An appropriate alternative to cystectomy is TURBT followed by radiation therapy with concurrent chemotherapy. No definitive randomized trials have been completed that compare bladder-preserving trimodality treatment (TMT) with radical cystectomy [40]. A meta-analysis based upon data from 9000 patients in eight studies found no significant difference in overall survival, disease-specific survival, or progression-free survival at 5 or 10 years [41]. Other approaches include TURBT alone, TURBT followed by chemotherapy, TURBT followed by radiotherapy, and partial cystectomy. However, none have an established role in muscle-invasive bladder cancer.

TMT includes maximal TURBT followed by concurrent chemoradiotherapy, radiation (40–45 Gy to the pelvis) with concurrent radiosensitizing chemotherapy and an additional radiation boost to the bladder (20–25 Gy), if complete response is documented on repeat biopsy. If residual disease is present at response evaluation, surgical consolidation (salvage cystectomy) is recommended.
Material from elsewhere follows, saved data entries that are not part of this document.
//! Configuration system for the `santa` client.
//!
//! Supports layered configuration with the following priority (highest first):
//! 1. CLI arguments
//! 2. Environment variables (via clap `env` attribute)
//! 3. TOML config file (`~/.config/santa/config.toml`)
//! 4. Compiled defaults
//!
//! Missing config file is not an error (defaults are used). An explicit
//! `--config` path that doesn't exist is an error.

use std::path::PathBuf;
use std::time::Duration;

use chrono::NaiveDate;

/// Errors that can occur when loading configuration.
#[derive(Debug, thiserror::Error)]
pub enum ConfigError {
    /// Failed to read the configuration file.
    #[error("failed to read config file {path}: {source}")]
    ReadFile {
        /// Path that was attempted.
        path: PathBuf,
        /// Underlying I/O error.
        source: std::io::Error,
    },

    /// Failed to parse the TOML configuration.
    #[error("failed to parse config file: {0}")]
    ParseToml(#[from] toml::de::Error),
}

// ---------------------------------------------------------------------------
// TOML file structs (all fields Option for partial overrides)
// ---------------------------------------------------------------------------

/// Top-level TOML config file structure.
#[derive(Debug, Default, serde::Deserialize)]
#[serde(default)]
struct ConfigFile {
    screen: ScreenFileConfig,
    backend: BackendFileConfig,
}

/// `[screen]` section of the config file.
#[derive(Debug, Default, serde::Deserialize)]
#[serde(default)]
struct ScreenFileConfig {
    action_backlog_warn: Option<usize>,
}

/// `[backend]` section of the config file.
#[derive(Debug, Default, serde::Deserialize)]
#[serde(default)]
struct BackendFileConfig {
    latency_ms: Option<u64>,
    owner_id: Option<String>,
    username: Option<String>,
}

// ---------------------------------------------------------------------------
// Resolved configuration (concrete types, all fields populated)
// ---------------------------------------------------------------------------

/// Settings shared by every screen controller.
#[derive(Debug, Clone)]
pub struct ScreenConfig {
    /// Number of unobserved actions after which sends log a warning.
    pub action_backlog_warn: usize,
}

impl Default for ScreenConfig {
    fn default() -> Self {
        Self {
            action_backlog_warn: 32,
        }
    }
}

/// Settings of the in-memory backend used by the demo CLI.
#[derive(Debug, Clone)]
pub struct BackendConfig {
    /// Artificial latency of every use-case call.
    pub latency: Duration,
    /// Identifier of the signed-in user.
    pub owner_id: String,
    /// Display name of the signed-in user.
    pub username: String,
}

impl Default for BackendConfig {
    fn default() -> Self {
        Self {
            latency: Duration::from_millis(150),
            owner_id: "local".to_string(),
            username: "Santa".to_string(),
        }
    }
}

/// Fully resolved client configuration.
#[derive(Debug, Clone, Default)]
pub struct ClientConfig {
    /// Screen controller settings.
    pub screen: ScreenConfig,
    /// Demo backend settings.
    pub backend: BackendConfig,
}

impl ClientConfig {
    /// Load configuration by merging CLI args, env vars, and a TOML file.
    ///
    /// # Errors
    ///
    /// Returns [`ConfigError`] if the explicit config file cannot be read
    /// or parsed, or the default file exists but cannot be read or parsed.
    pub fn load(cli: &CliArgs) -> Result<Self, ConfigError> {
        let file = load_config_file(cli.config.as_deref())?;
        Ok(Self::resolve(cli, &file))
    }

    /// Resolve a `ClientConfig` from CLI args and a parsed config file.
    ///
    /// Priority: CLI > file > default.
    #[must_use]
    fn resolve(cli: &CliArgs, file: &ConfigFile) -> Self {
        let defaults = Self::default();

        Self {
            screen: ScreenConfig {
                action_backlog_warn: file
                    .screen
                    .action_backlog_warn
                    .unwrap_or(defaults.screen.action_backlog_warn),
            },
            backend: BackendConfig {
                latency: cli
                    .latency_ms
                    .or(file.backend.latency_ms)
                    .map_or(defaults.backend.latency, Duration::from_millis),
                owner_id: file
                    .backend
                    .owner_id
                    .clone()
                    .unwrap_or(defaults.backend.owner_id),
                username: cli
                    .username
                    .clone()
                    .or_else(|| file.backend.username.clone())
                    .unwrap_or(defaults.backend.username),
            },
        }
    }
}

/// CLI arguments parsed by clap.
#[derive(clap::Parser, Debug, Default)]
#[command(version, about = "Secret Santa client screens, driven from the terminal")]
pub struct CliArgs {
    /// Path to config file (default: `~/.config/santa/config.toml`).
    #[arg(short, long)]
    pub config: Option<PathBuf>,

    /// Latency of every backend call in milliseconds.
    #[arg(long, env = "SANTA_LATENCY_MS")]
    pub latency_ms: Option<u64>,

    /// Display name of the signed-in user.
    #[arg(long, env = "SANTA_USERNAME")]
    pub username: Option<String>,

    /// Log level filter (trace, debug, info, warn, error).
    #[arg(long, default_value = "info", env = "SANTA_LOG")]
    pub log_level: String,

    /// Path to log file (default: `$TMPDIR/santa.log`).
    #[arg(long)]
    pub log_file: Option<PathBuf>,

    /// Screen to drive (default: `profile`).
    #[command(subcommand)]
    pub command: Option<Command>,
}

/// Screens the CLI can drive.
#[derive(clap::Subcommand, Debug, Clone, PartialEq, Eq)]
pub enum Command {
    /// Fill in and submit the room creation form.
    CreateRoom {
        /// Room name.
        #[arg(long)]
        name: String,
        /// Join password.
        #[arg(long)]
        password: Option<String>,
        /// Gift exchange date (YYYY-MM-DD).
        #[arg(long)]
        date: Option<NaiveDate>,
        /// Gift price limit.
        #[arg(long)]
        max_price: Option<String>,
    },
    /// Open the profile screen.
    Profile {
        /// Press "edit username".
        #[arg(long)]
        edit: bool,
        /// Press "log out".
        #[arg(long)]
        logout: bool,
        /// Press "delete account".
        #[arg(long)]
        delete: bool,
    },
}

impl Default for Command {
    fn default() -> Self {
        Self::Profile {
            edit: false,
            logout: false,
            delete: false,
        }
    }
}

// ---------------------------------------------------------------------------
// Internal helpers
// ---------------------------------------------------------------------------

/// Load and parse a TOML config file.
///
/// If `explicit_path` is `Some`, the file must exist (error if not).
/// If `explicit_path` is `None`, the default path is tried and missing file
/// is treated as empty config.
fn load_config_file(explicit_path: Option<&std::path::Path>) -> Result<ConfigFile, ConfigError> {
    if let Some(p) = explicit_path {
        let contents = std::fs::read_to_string(p).map_err(|e| ConfigError::ReadFile {
            path: p.to_path_buf(),
            source: e,
        })?;
        return Ok(toml::from_str(&contents)?);
    }

    let Some(config_dir) = dirs::config_dir() else {
        // No config dir available, use defaults.
        return Ok(ConfigFile::default());
    };
    let path = config_dir.join("santa").join("config.toml");

    match std::fs::read_to_string(&path) {
        Ok(contents) => Ok(toml::from_str(&contents)?),
        Err(e) if e.kind() == std::io::ErrorKind::NotFound => Ok(ConfigFile::default()),
        Err(e) => Err(ConfigError::ReadFile { path, source: e }),
    }
}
The benefit of adding chemotherapy to RT compared to RT alone is supported by two randomized trials. In the first randomized, phase III trial conducted in 360 patients, radiotherapy with concurrent mitomycin C and 5-FU improved 2-year locoregional disease-free survival (DFS) from 54% (radiotherapy alone) to 67% (HR 0.68), and 5-year OS from 35 to 48% (HR 0.82), without increasing grade 3–4 acute or late toxicity [42]. The second study of 99 patients randomized to receive radiation with or without cisplatin demonstrated a statistically significant decrease in the incidence of first recurrence in the pelvis with the addition of cisplatin [43]. The optimal chemotherapy regimen had not been defined in adequately powered randomized clinical trials.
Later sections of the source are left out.